*WHAT TO PRODUCE*:
Set down word for word each line from the start of the listing through the line that contains "share a key.", both included.
- - - - - - -
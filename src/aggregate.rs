//! Aggregation operators over masked grids.
//!
//! Every operator reads only valid cells. Operators that produce a grid
//! return a new one and leave their inputs untouched.

use std::collections::{BTreeMap, HashMap};
use std::fmt;
use std::str::FromStr;

use geo::Polygon;
use rayon::prelude::*;
use serde::{Deserialize, Serialize};

use crate::error::{GeopError, Result};
use crate::grid::Grid;
use crate::trace::{BoundaryTracer, ChunkView};

/// Histogram of valid cell values.
#[derive(Debug, Clone, PartialEq, Eq, Serialize)]
pub struct CellCount {
    #[serde(rename = "cellCount")]
    pub total: usize,
    /// Keyed by the value's shortest decimal form (`11`, `0.5`).
    #[serde(rename = "counts")]
    pub histogram: BTreeMap<String, usize>,
}

/// Textual key of a cell value. `-0` and `0` share a key.
pub fn value_key(value: f64) -> String {
    if value == 0.0 {
        return "0".to_string();
    }
    value.to_string()
}

/// One representative per key: `-0.0` becomes `0.0` and every NaN the same NaN.
pub(crate) fn canonical(value: f64) -> f64 {
    if value == 0.0 {
        0.0
    } else if value.is_nan() {
        f64::NAN
    } else {
        value
    }
}

pub fn count(grid: &Grid) -> CellCount {
    let mut by_bits: HashMap<u64, (f64, usize)> = HashMap::new();
    for v in grid.valid_values().map(canonical) {
        by_bits.entry(v.to_bits()).or_insert((v, 0)).1 += 1;
    }
    let histogram: BTreeMap<String, usize> = by_bits
        .into_values()
        .map(|(v, n)| (value_key(v), n))
        .collect();
    CellCount {
        total: grid.valid_count(),
        histogram,
    }
}

/// Supported summary statistics.
#[derive(Debug, Clone, Copy, PartialEq, Eq)]
pub enum Statistic {
    Min,
    Max,
    Mean,
    /// Population standard deviation.
    StdDev,
}

impl Statistic {
    pub fn as_str(&self) -> &'static str {
        match self {
            Statistic::Min => "min",
            Statistic::Max => "max",
            Statistic::Mean => "mean",
            Statistic::StdDev => "stddev",
        }
    }
}

impl fmt::Display for Statistic {
    fn fmt(&self, f: &mut fmt::Formatter<'_>) -> fmt::Result {
        f.write_str(self.as_str())
    }
}

impl FromStr for Statistic {
    type Err = GeopError;

    fn from_str(s: &str) -> Result<Self> {
        match s {
            "min" => Ok(Statistic::Min),
            "max" => Ok(Statistic::Max),
            "mean" => Ok(Statistic::Mean),
            "stddev" => Ok(Statistic::StdDev),
            other => Err(GeopError::UnsupportedStatistic(other.to_string())),
        }
    }
}

pub fn statistics(grid: &Grid, stat: Statistic) -> Result<f64> {
    if grid.valid_count() == 0 {
        return Err(GeopError::EmptyGrid);
    }
    let value = match stat {
        Statistic::Min => grid.valid_values().fold(f64::INFINITY, f64::min),
        Statistic::Max => grid.valid_values().fold(f64::NEG_INFINITY, f64::max),
        Statistic::Mean => mean(grid),
        Statistic::StdDev => {
            let mean = mean(grid);
            let n = grid.valid_count() as f64;
            let sq: f64 = grid.valid_values().map(|v| (v - mean).powi(2)).sum();
            (sq / n).sqrt()
        }
    };
    Ok(value)
}

/// [`statistics`] with the statistic given by name.
pub fn statistic_by_name(grid: &Grid, name: &str) -> Result<f64> {
    statistics(grid, name.parse()?)
}

fn mean(grid: &Grid) -> f64 {
    grid.valid_values().sum::<f64>() / grid.valid_count() as f64
}

/// Elementwise `sum(grid_i * weight_i)`. A cell is valid only where it is
/// valid in every input. Weights are not normalized.
pub fn weighted_overlay(grids: &[Grid], weights: &[f64]) -> Result<Grid> {
    if grids.len() != weights.len() {
        return Err(GeopError::invalid_config(format!(
            "{} grids but {} weights",
            grids.len(),
            weights.len()
        )));
    }
    let first = grids
        .first()
        .ok_or_else(|| GeopError::invalid_config("weighted overlay needs at least one grid"))?;
    for grid in &grids[1..] {
        first.check_same_shape(grid)?;
    }

    let (values, valid): (Vec<f64>, Vec<bool>) = (0..first.len())
        .into_par_iter()
        .map(|i| {
            let ok = grids.iter().all(|g| g.validity()[i]);
            let sum = grids
                .iter()
                .zip(weights)
                .map(|(g, w)| g.values()[i] * w)
                .sum::<f64>();
            (sum, ok)
        })
        .unzip();

    Grid::new(first.rows(), first.cols(), values, valid, *first.transform())
}

/// Cells a substitution applies to.
#[derive(Debug, Clone, Copy, PartialEq, Deserialize)]
#[serde(untagged)]
pub enum Target {
    Exact(f64),
    /// Inclusive on both ends.
    Range(f64, f64),
}

impl Target {
    pub fn matches(&self, value: f64) -> bool {
        match *self {
            Target::Exact(v) => value == v,
            Target::Range(low, high) => low <= value && value <= high,
        }
    }
}

/// A reclassification rule, deserialized from `[old, new]` or
/// `[[low, high], new]`.
#[derive(Debug, Clone, Copy, PartialEq, Deserialize)]
#[serde(try_from = "(Target, f64)")]
pub struct Substitution {
    pub target: Target,
    pub new_value: f64,
}

impl Substitution {
    pub fn exact(old: f64, new_value: f64) -> Self {
        Self {
            target: Target::Exact(old),
            new_value,
        }
    }

    pub fn range(low: f64, high: f64, new_value: f64) -> Result<Self> {
        if low.is_nan() || high.is_nan() || low > high {
            return Err(GeopError::invalid_config(format!(
                "invalid reclassification range [{}, {}]",
                low, high
            )));
        }
        Ok(Self {
            target: Target::Range(low, high),
            new_value,
        })
    }
}

impl TryFrom<(Target, f64)> for Substitution {
    type Error = GeopError;

    fn try_from((target, new_value): (Target, f64)) -> Result<Self> {
        match target {
            Target::Exact(old) => Ok(Self::exact(old, new_value)),
            Target::Range(low, high) => Self::range(low, high, new_value),
        }
    }
}

/// Apply `substitutions` in order to the valid cells of `grid`. Each rule
/// sees the values written by the rules before it.
pub fn reclassify(grid: &Grid, substitutions: &[Substitution]) -> Result<Grid> {
    let mut values = grid.values().to_vec();
    for sub in substitutions {
        for (value, &valid) in values.iter_mut().zip(grid.validity()) {
            if valid && sub.target.matches(*value) {
                *value = sub.new_value;
            }
        }
    }
    grid.with_values(values)
}

/// Polygons covering the valid cells equal to `value`.
pub fn extract_value_regions<T: BoundaryTracer + ?Sized>(
    grid: &Grid,
    value: f64,
    tracer: &T,
) -> Result<Vec<Polygon<f64>>> {
    let mask: Vec<bool> = grid
        .values()
        .iter()
        .zip(grid.validity())
        .map(|(&v, &ok)| ok && v == value)
        .collect();
    let chunk = ChunkView::new(grid.values(), &mask, grid.rows(), grid.cols(), *grid.transform())?;
    Ok(tracer
        .trace(&chunk)?
        .into_iter()
        .map(|traced| traced.polygon)
        .collect())
}

#[cfg(test)]
mod tests {
    use super::*;
    use crate::trace::RegionTracer;
    use crate::transform::GeoTransform;
    use geo::Area;

    fn grid(values: Vec<f64>, valid: Vec<bool>, rows: usize, cols: usize) -> Grid {
        Grid::new(rows, cols, values, valid, GeoTransform::north_up(0.0, rows as f64, 1.0, 1.0))
            .unwrap()
    }

    /// 3 x 3 grid with the top-left, top-middle and center-right cells masked.
    fn scenario() -> Grid {
        grid(
            vec![42.0, 42.0, 11.0, 23.0, 23.0, 11.0, 24.0, 24.0, 31.0],
            vec![false, false, true, true, true, true, true, true, false],
            3,
            3,
        )
    }

    #[test]
    fn test_count_scenario() {
        let counts = count(&scenario());
        assert_eq!(counts.total, 6);
        let expected: BTreeMap<String, usize> =
            [("11", 2), ("23", 2), ("24", 2)].iter().map(|(k, v)| (k.to_string(), *v)).collect();
        assert_eq!(counts.histogram, expected);
        assert_eq!(counts.histogram.values().sum::<usize>(), counts.total);
    }

    #[test]
    fn test_count_serializes_like_a_response() {
        let json = serde_json::to_value(count(&scenario())).unwrap();
        assert_eq!(json["cellCount"], 6);
        assert_eq!(json["counts"]["23"], 2);
    }

    #[test]
    fn test_value_keys() {
        assert_eq!(value_key(11.0), "11");
        assert_eq!(value_key(0.5), "0.5");
        assert_eq!(value_key(-0.0), "0");
    }

    #[test]
    fn test_count_folds_signed_zeros_and_nans() {
        let odd_nan = f64::from_bits(f64::NAN.to_bits() | 1);
        let g = grid(vec![0.0, -0.0, f64::NAN, -f64::NAN, odd_nan, 1.0], vec![true; 6], 2, 3);
        let counts = count(&g);
        assert_eq!(counts.histogram.len(), 3);
        assert_eq!(counts.histogram["0"], 2);
        assert_eq!(counts.histogram["NaN"], 3);
        assert_eq!(counts.histogram.values().sum::<usize>(), counts.total);
    }

    #[test]
    fn test_statistics() {
        let mut valid = vec![true; 9];
        valid[8] = false;
        let g = grid(vec![2.0, 4.0, 4.0, 4.0, 5.0, 5.0, 7.0, 9.0, 100.0], valid, 3, 3);
        assert_eq!(statistics(&g, Statistic::Min).unwrap(), 2.0);
        assert_eq!(statistics(&g, Statistic::Max).unwrap(), 9.0);
        assert_eq!(statistics(&g, Statistic::Mean).unwrap(), 5.0);
        assert_eq!(statistics(&g, Statistic::StdDev).unwrap(), 2.0);
        assert_eq!(statistic_by_name(&g, "max").unwrap(), 9.0);
    }

    #[test]
    fn test_unknown_statistic() {
        let err = statistic_by_name(&scenario(), "median").unwrap_err();
        assert_eq!(err.to_string(), "median has not been implemented");
    }

    #[test]
    fn test_statistics_on_empty_grid() {
        let g = grid(vec![1.0, 2.0], vec![false, false], 1, 2);
        assert!(matches!(statistics(&g, Statistic::Mean), Err(GeopError::EmptyGrid)));
    }

    #[test]
    fn test_weighted_overlay() {
        let a = grid(vec![1.0, 2.0, 3.0, 4.0], vec![true, true, false, true], 2, 2);
        let b = grid(vec![10.0, 20.0, 30.0, 40.0], vec![true, true, true, false], 2, 2);
        let out = weighted_overlay(&[a, b], &[0.5, 0.25]).unwrap();
        assert_eq!(out.get(0, 0), Some(3.0));
        assert_eq!(out.get(0, 1), Some(6.0));
        assert_eq!(out.get(1, 0), None);
        assert_eq!(out.get(1, 1), None);
    }

    #[test]
    fn test_weighted_overlay_rejects_mismatch() {
        let a = grid(vec![1.0; 4], vec![true; 4], 2, 2);
        let b = grid(vec![1.0; 6], vec![true; 6], 2, 3);
        assert!(matches!(
            weighted_overlay(&[a.clone(), b], &[1.0, 1.0]),
            Err(GeopError::ShapeMismatch { .. })
        ));
        assert!(matches!(
            weighted_overlay(&[a], &[1.0, 1.0]),
            Err(GeopError::InvalidConfig(_))
        ));
    }

    #[test]
    fn test_reclassify_scenario() {
        let out = reclassify(&scenario(), &[Substitution::exact(22.0, 100.0)]).unwrap();
        assert_eq!(out, scenario());

        let out = reclassify(&scenario(), &[Substitution::exact(23.0, 100.0)]).unwrap();
        assert_eq!(out.get(1, 0), Some(100.0));
        assert_eq!(out.get(1, 1), Some(100.0));
        assert_eq!(out.get(0, 2), Some(11.0));
    }

    #[test]
    fn test_reclassify_rules_chain_and_skip_masked() {
        let subs = vec![
            Substitution::range(20.0, 30.0, 1.0).unwrap(),
            Substitution::exact(1.0, 2.0),
            Substitution::exact(42.0, 0.0),
        ];
        let out = reclassify(&scenario(), &subs).unwrap();
        assert_eq!(out.get(1, 0), Some(2.0));
        assert_eq!(out.get(2, 1), Some(2.0));
        assert_eq!(out.values()[0], 42.0);
        assert_eq!(out.validity(), scenario().validity());
    }

    #[test]
    fn test_substitutions_from_json() {
        let subs: Vec<Substitution> = serde_json::from_str("[[22, 100], [[90, 99], 9]]").unwrap();
        assert_eq!(subs[0], Substitution::exact(22.0, 100.0));
        assert_eq!(subs[1].target, Target::Range(90.0, 99.0));
        assert!(serde_json::from_str::<Vec<Substitution>>("[[[9, 1], 0]]").is_err());
    }

    #[test]
    fn test_extract_value_regions() {
        let polys = extract_value_regions(&scenario(), 11.0, &RegionTracer).unwrap();
        assert_eq!(polys.len(), 1);
        assert_eq!(polys[0].unsigned_area(), 2.0);

        let polys = extract_value_regions(&scenario(), 42.0, &RegionTracer).unwrap();
        assert!(polys.is_empty());
    }
}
- - - - - - -
*ANSWER SECTION*:
filename src/aggregate.rs
//! Aggregation operators over masked grids.
//!
//! Every operator reads only valid cells. Operators that produce a grid
//! return a new one and leave their inputs untouched.

use std::collections::{BTreeMap, HashMap};
use std::fmt;
use std::str::FromStr;

use geo::Polygon;
use rayon::prelude::*;
use serde::{Deserialize, Serialize};

use crate::error::{GeopError, Result};
use crate::grid::Grid;
use crate::trace::{BoundaryTracer, ChunkView};

/// Histogram of valid cell values.
#[derive(Debug, Clone, PartialEq, Eq, Serialize)]
pub struct CellCount {
    #[serde(rename = "cellCount")]
    pub total: usize,
    /// Keyed by the value's shortest decimal form (`11`, `0.5`).
    #[serde(rename = "counts")]
    pub histogram: BTreeMap<String, usize>,
}

/// Textual key of a cell value. `-0` and `0` share a key.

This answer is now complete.